# THE TASK:
How does the data below read from its first line through the line containing "point along each"? Print those lines exactly.

-- STUDY MATERIAL follows --

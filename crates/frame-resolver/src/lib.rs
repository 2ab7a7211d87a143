//! High-level entry crate for `frame-resolver`.
//!
//! Registers a target coordinate frame (a sensor, tool or anatomical frame)
//! against a reference frame from four landmarks: the target origin and one
//! point along each target axis. The result is a [`RigidTransform`] holding
//! the rotation as a matrix and as a unit quaternion, the translation, and
//! the combined 4×4 homogeneous matrix.
//!
//! # Quick Start
//!
//! ```
//! # fn main() -> anyhow::Result<()> {
//! use frame_resolver::prelude::*;
//!
//! let tf = resolve_transform(
//!     Pt3::new(1.0, 2.0, 3.0),
//!     Pt3::new(2.0, 2.0, 3.0),
//!     Pt3::new(1.0, 3.0, 3.0),
//!     Pt3::new(1.0, 2.0, 4.0),
//! )?;
//! assert_eq!(tf.quaternion_xyzw(), [0.0, 0.0, 0.0, 1.0]);
//! assert_eq!(tf.translation, Vec3::new(1.0, 2.0, 3.0));
//! # Ok(())
//! # }
//! ```
//!
//! # Module Organization
//!
//! - [`core`] - Math types, landmarks, options
//! - [`linear`] - Basis construction, quaternion conversion, transform assembly
//! - [`synthetic`] - Deterministic synthetic landmark sets for testing

use anyhow::{ensure, Result};

/// Math types, landmark inputs and resolver options.
///
/// Re-exports everything from `frame_resolver_core`.
pub mod core {
    pub use frame_resolver_core::*;
}

/// Closed-form frame resolution.
///
/// Re-exports everything from `frame_resolver_linear`.
pub mod linear {
    pub use frame_resolver_linear::*;
}

/// Deterministic synthetic data generation for testing.
pub mod synthetic {
    pub use frame_resolver_core::synthetic::*;
}

pub use frame_resolver_core::{
    Axis, FrameLandmarks, HandednessPolicy, Iso3, Landmark, Mat3, Mat4, Pt3, Real,
    ResolveOptions, SecondaryAxis, UnitQuat, Vec3,
};
pub use frame_resolver_linear::{
    resolve_transform, Degeneracy, FrameResolver, ResolveError, RigidTransform,
};

/// Resolve a frame from raw coordinate rows ordered `[origin, x, y, z]`.
///
/// This is the boundary for point sources that hand over plain numbers
/// (parsed files, UI fields, network messages): the row count is checked
/// here, everything else by the resolver.
pub fn resolve_rows(rows: &[[Real; 3]], options: ResolveOptions) -> Result<RigidTransform> {
    ensure!(
        rows.len() == 4,
        "expected 4 landmark rows [origin, x, y, z], got {}",
        rows.len()
    );
    let landmarks = FrameLandmarks::from_arrays([rows[0], rows[1], rows[2], rows[3]]);
    Ok(FrameResolver::with_options(options).resolve(&landmarks)?)
}

/// Convenient re-exports for common use cases.
///
/// ```
/// use frame_resolver::prelude::*;
///
/// let resolver = FrameResolver::with_options(ResolveOptions {
///     handedness: HandednessPolicy::Reject,
///     ..Default::default()
/// });
/// # let _ = resolver;
/// ```
pub mod prelude {
    pub use crate::{
        resolve_rows, resolve_transform, FrameLandmarks, FrameResolver, HandednessPolicy, Pt3,
        Real, ResolveError, ResolveOptions, RigidTransform, SecondaryAxis, Vec3,
    };
}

-- STUDY MATERIAL concluded --

# WRITTEN RESPONSE:
filename crates/frame-resolver/src/lib.rs
repository 2ab7a7211d87a143
//! High-level entry crate for `frame-resolver`.
//!
//! Registers a target coordinate frame (a sensor, tool or anatomical frame)
//! against a reference frame from four landmarks: the target origin and one
//! point along each target axis. The result is a [`RigidTransform`] holding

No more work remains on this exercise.